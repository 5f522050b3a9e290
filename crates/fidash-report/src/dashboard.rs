//! Composite dashboard built from the holdings views.

use serde::{Deserialize, Serialize};
use tracing::debug;

use fidash_holdings::HoldingsViews;

use crate::chart::{BarChart, Chart, PieChart};
use crate::layout::{DashboardLayout, GridPosition};

/// Panel titles, in drawing order.
pub const COUNTRY_EXPOSURE_TITLE: &str = "Country Exposure";
/// Rating exposure panel title.
pub const RATING_EXPOSURE_TITLE: &str = "Rating Exposure";
/// Top issuers panel title.
pub const TOP_ISSUERS_TITLE: &str = "Top 10 Issuers";
/// Top holdings panel title.
pub const TOP_HOLDINGS_TITLE: &str = "Top 10 Holdings by Weight";

/// Axis title for weight values.
pub const WEIGHT_AXIS: &str = "Weight (%)";

/// One titled chart placed on the grid.
#[derive(Debug, Clone, PartialEq, Serialize, Deserialize)]
pub struct Panel {
    /// Panel title.
    pub title: String,
    /// Grid cell.
    pub position: GridPosition,
    /// Chart drawn in the panel.
    pub chart: Chart,
}

/// The full dashboard: layout plus panels.
#[derive(Debug, Clone, PartialEq, Serialize, Deserialize)]
pub struct Dashboard {
    /// Figure layout.
    pub layout: DashboardLayout,
    /// Panels in drawing order.
    pub panels: Vec<Panel>,
}

impl Dashboard {
    /// Finds a panel by title.
    #[must_use]
    pub fn panel(&self, title: &str) -> Option<&Panel> {
        self.panels.iter().find(|p| p.title == title)
    }

    /// Returns true if no panel has anything to draw.
    #[must_use]
    pub fn is_empty(&self) -> bool {
        self.panels.iter().all(|p| p.chart.is_empty())
    }
}

/// Lays out the four views as a dashboard.
///
/// Row 1 holds the country and rating pies side by side. Row 2 holds the
/// top issuers as horizontal bars and row 3 the top holdings as vertical
/// bars, each spanning the full width. Views are drawn in the order given;
/// empty views produce empty panels.
#[must_use]
pub fn build_dashboard(views: &HoldingsViews, layout: &DashboardLayout) -> Dashboard {
    let panels = vec![
        Panel {
            title: COUNTRY_EXPOSURE_TITLE.to_string(),
            position: GridPosition::cell(1, 1),
            chart: Chart::Pie(PieChart::from_exposures(
                COUNTRY_EXPOSURE_TITLE,
                &views.country_exposure,
            )),
        },
        Panel {
            title: RATING_EXPOSURE_TITLE.to_string(),
            position: GridPosition::cell(1, 2),
            chart: Chart::Pie(PieChart::from_exposures(
                RATING_EXPOSURE_TITLE,
                &views.rating_exposure,
            )),
        },
        Panel {
            title: TOP_ISSUERS_TITLE.to_string(),
            position: GridPosition::span(2, 1, 2),
            chart: Chart::Bar(
                BarChart::from_exposures(TOP_ISSUERS_TITLE, &views.top_issuers)
                    .with_axes(WEIGHT_AXIS, "Issuer"),
            ),
        },
        Panel {
            title: TOP_HOLDINGS_TITLE.to_string(),
            position: GridPosition::span(3, 1, 2),
            chart: Chart::Bar(
                BarChart::from_holdings(TOP_HOLDINGS_TITLE, &views.top_holdings)
                    .with_axes("Security", WEIGHT_AXIS),
            ),
        },
    ];

    debug!(
        panels = panels.len(),
        empty = panels.iter().filter(|p| p.chart.is_empty()).count(),
        "Built dashboard"
    );

    Dashboard {
        layout: layout.clone(),
        panels,
    }
}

* **DIRECTIONS FOR THIS TASK**
Some lines in the records above contain "full". Count them and give the number only.

* **OUTPUT FOR THIS EXERCISE**
2